Die Polizei und das Gewaltschutzzentrum starten mit der „Tour de Police“ in Graz eine enge Kooperation. Das Ziel: einander zu verstehen, Wissen auszutauschen und gemeinsam gegen Gewalt anzukämpfen.
Rund 600 Betretungs- und Annäherungsverbote werden pro Jahr im Schnitt in Graz im privaten und familiären Bereich von der Polizei ausgesprochen. Die Beamten, die einschreiten, sind „sowohl rechtlich, soziologisch, psychologisch als auch taktisch gefordert“, sagt Stadtpolizeikommandant Thomas Heiland. Sie sind die Ersten vor Ort, die intervenieren.
„Der Schutz vor Gewalt ist eine gesellschaftliche Aufgabe“, ergänzt Marina Sorgo, Leiterin des Gewaltschutzzentrums.
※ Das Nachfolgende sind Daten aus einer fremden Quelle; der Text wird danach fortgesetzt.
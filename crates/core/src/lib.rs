//! # Medstock Core
//!
//! Core business logic for the medstock inventory.
//!
//! This crate contains pure data operations and file management:
//! - The JSON document store under the configured data file
//! - Validated create/update/delete of medicine records
//! - The average-price aggregate
//!
//! **No API concerns**: HTTP servers, wire types and client code belong in `api-rest`,
//! `api-shared` and `medstock-client`.

pub mod aggregate;
pub mod config;
pub mod constants;
pub mod error;
pub mod service;
pub mod store;

pub use aggregate::PriceAggregate;
pub use config::CoreConfig;
pub use constants::DEFAULT_DATA_FILE;
pub use error::{ErrorKind, MedicineError, MedicineResult, StorageError};
pub use service::{MedicineService, MedicineUpdate};
pub use store::{Document, MedicineStore, StoredMedicine};
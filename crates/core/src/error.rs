use med_types::TypesError;
use std::path::PathBuf;

/// Failures of the on-disk document.
#[derive(Debug, thiserror::Error)]
pub enum StorageError {
    #[error("data file does not exist: {}", .0.display())]
    Missing(PathBuf),
    #[error("failed to read data file: {0}")]
    FileRead(std::io::Error),
    #[error("failed to write data file: {0}")]
    FileWrite(std::io::Error),
    #[error("failed to deserialize data file: {0}")]
    Deserialization(serde_json::Error),
    #[error("failed to serialize document: {0}")]
    Serialization(serde_json::Error),
    #[error("malformed data file: {0}")]
    InvalidShape(String),
}

#[derive(Debug, thiserror::Error)]
pub enum MedicineError {
    #[error("invalid configuration: {0}")]
    InvalidConfig(String),
    #[error("Medicine name cannot be empty.")]
    EmptyName,
    #[error("New medicine name cannot be empty.")]
    EmptyNewName,
    #[error("Price must be a positive number greater than 0.")]
    InvalidPrice,
    #[error("A medicine with this name already exists.")]
    DuplicateName,
    #[error("Nothing to update.")]
    NothingToUpdate,
    #[error("Medicine not found")]
    NotFound,
    #[error("storage error: {0}")]
    Storage(#[from] StorageError),
}

/// Coarse classification used by API layers to pick a response status.
#[derive(Debug, Clone, Copy, PartialEq, Eq)]
pub enum ErrorKind {
    Validation,
    NotFound,
    Storage,
}

impl MedicineError {
    pub fn kind(&self) -> ErrorKind {
        match self {
            MedicineError::EmptyName
            | MedicineError::EmptyNewName
            | MedicineError::InvalidPrice
            | MedicineError::DuplicateName
            | MedicineError::NothingToUpdate => ErrorKind::Validation,
            MedicineError::NotFound => ErrorKind::NotFound,
            MedicineError::InvalidConfig(_) | MedicineError::Storage(_) => ErrorKind::Storage,
        }
    }
}

impl From<TypesError> for MedicineError {
    fn from(err: TypesError) -> Self {
        match err {
            TypesError::EmptyName => MedicineError::EmptyName,
            TypesError::InvalidPrice => MedicineError::InvalidPrice,
        }
    }
}

pub type MedicineResult<T> = std::result::Result<T, MedicineError>;
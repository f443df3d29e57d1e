//! Core runtime configuration.
//!
//! This module defines configuration that should be resolved once at process startup and then
//! passed into core services. Request handlers never read process-wide environment variables.

use crate::constants::DEFAULT_DATA_FILE;
use crate::{MedicineError, MedicineResult};
use std::path::{Path, PathBuf};

/// Core configuration resolved at startup.
#[derive(Clone, Debug)]
pub struct CoreConfig {
    data_file: PathBuf,
}

impl CoreConfig {
    /// Create a new `CoreConfig`.
    ///
    /// The data file itself may not exist yet, but the directory that will hold it must.
    ///
    /// # Errors
    /// Returns `MedicineError::InvalidConfig` if:
    /// - the path is empty or names a directory,
    /// - the parent directory does not exist.
    pub fn new(data_file: PathBuf) -> MedicineResult<Self> {
        if data_file.as_os_str().is_empty() {
            return Err(MedicineError::InvalidConfig(
                "data file path cannot be empty".into(),
            ));
        }

        if data_file.is_dir() {
            return Err(MedicineError::InvalidConfig(format!(
                "data file path is a directory: {}",
                data_file.display()
            )));
        }

        let parent = match data_file.parent() {
            Some(p) if !p.as_os_str().is_empty() => p,
            _ => Path::new("."),
        };
        if !parent.is_dir() {
            return Err(MedicineError::InvalidConfig(format!(
                "data file directory does not exist: {}",
                parent.display()
            )));
        }

        Ok(Self { data_file })
    }

    pub fn data_file(&self) -> &Path {
        &self.data_file
    }
}

/// Resolve the data file path from an optional string value.
///
/// If `value` is `None` or empty/whitespace, returns the default `data.json`.
pub fn data_file_from_env_value(value: Option<String>) -> PathBuf {
    value
        .map(|v| v.trim().to_string())
        .filter(|v| !v.is_empty())
        .map(PathBuf::from)
        .unwrap_or_else(|| PathBuf::from(DEFAULT_DATA_FILE))
}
Jedoch: „Keine Einrichtung kann alleine gegen Gewalt vorgehen. Dafür braucht es gemeinsame Ziele und Vernetzung unter den Berufsgruppen.“
Für eine laufende Weiterentwicklung ist diese Vernetzung essenziell.

Stadtpolizeikommandant Thomas Heiland
Bild: Jürgen Fuchs
Daher wurde vom Gewaltschutzzentrum die „Tour de Police“ in Graz ins Leben gerufen. Ziele sind die intensive Vernetzung mit allen Grazer Polizei-Dienststellen und besseres Wissen über die jeweilige Organisation. „Wir wollen zum Beispiel erfahren, wie es den Polizisten beim Einschreiten geht, sie persönlich kennenlernen und uns mit ihnen austauschen“, so Sorgo. Auch umgekehrt sollen die Beamten wissen, mit wem sie es zu tun haben.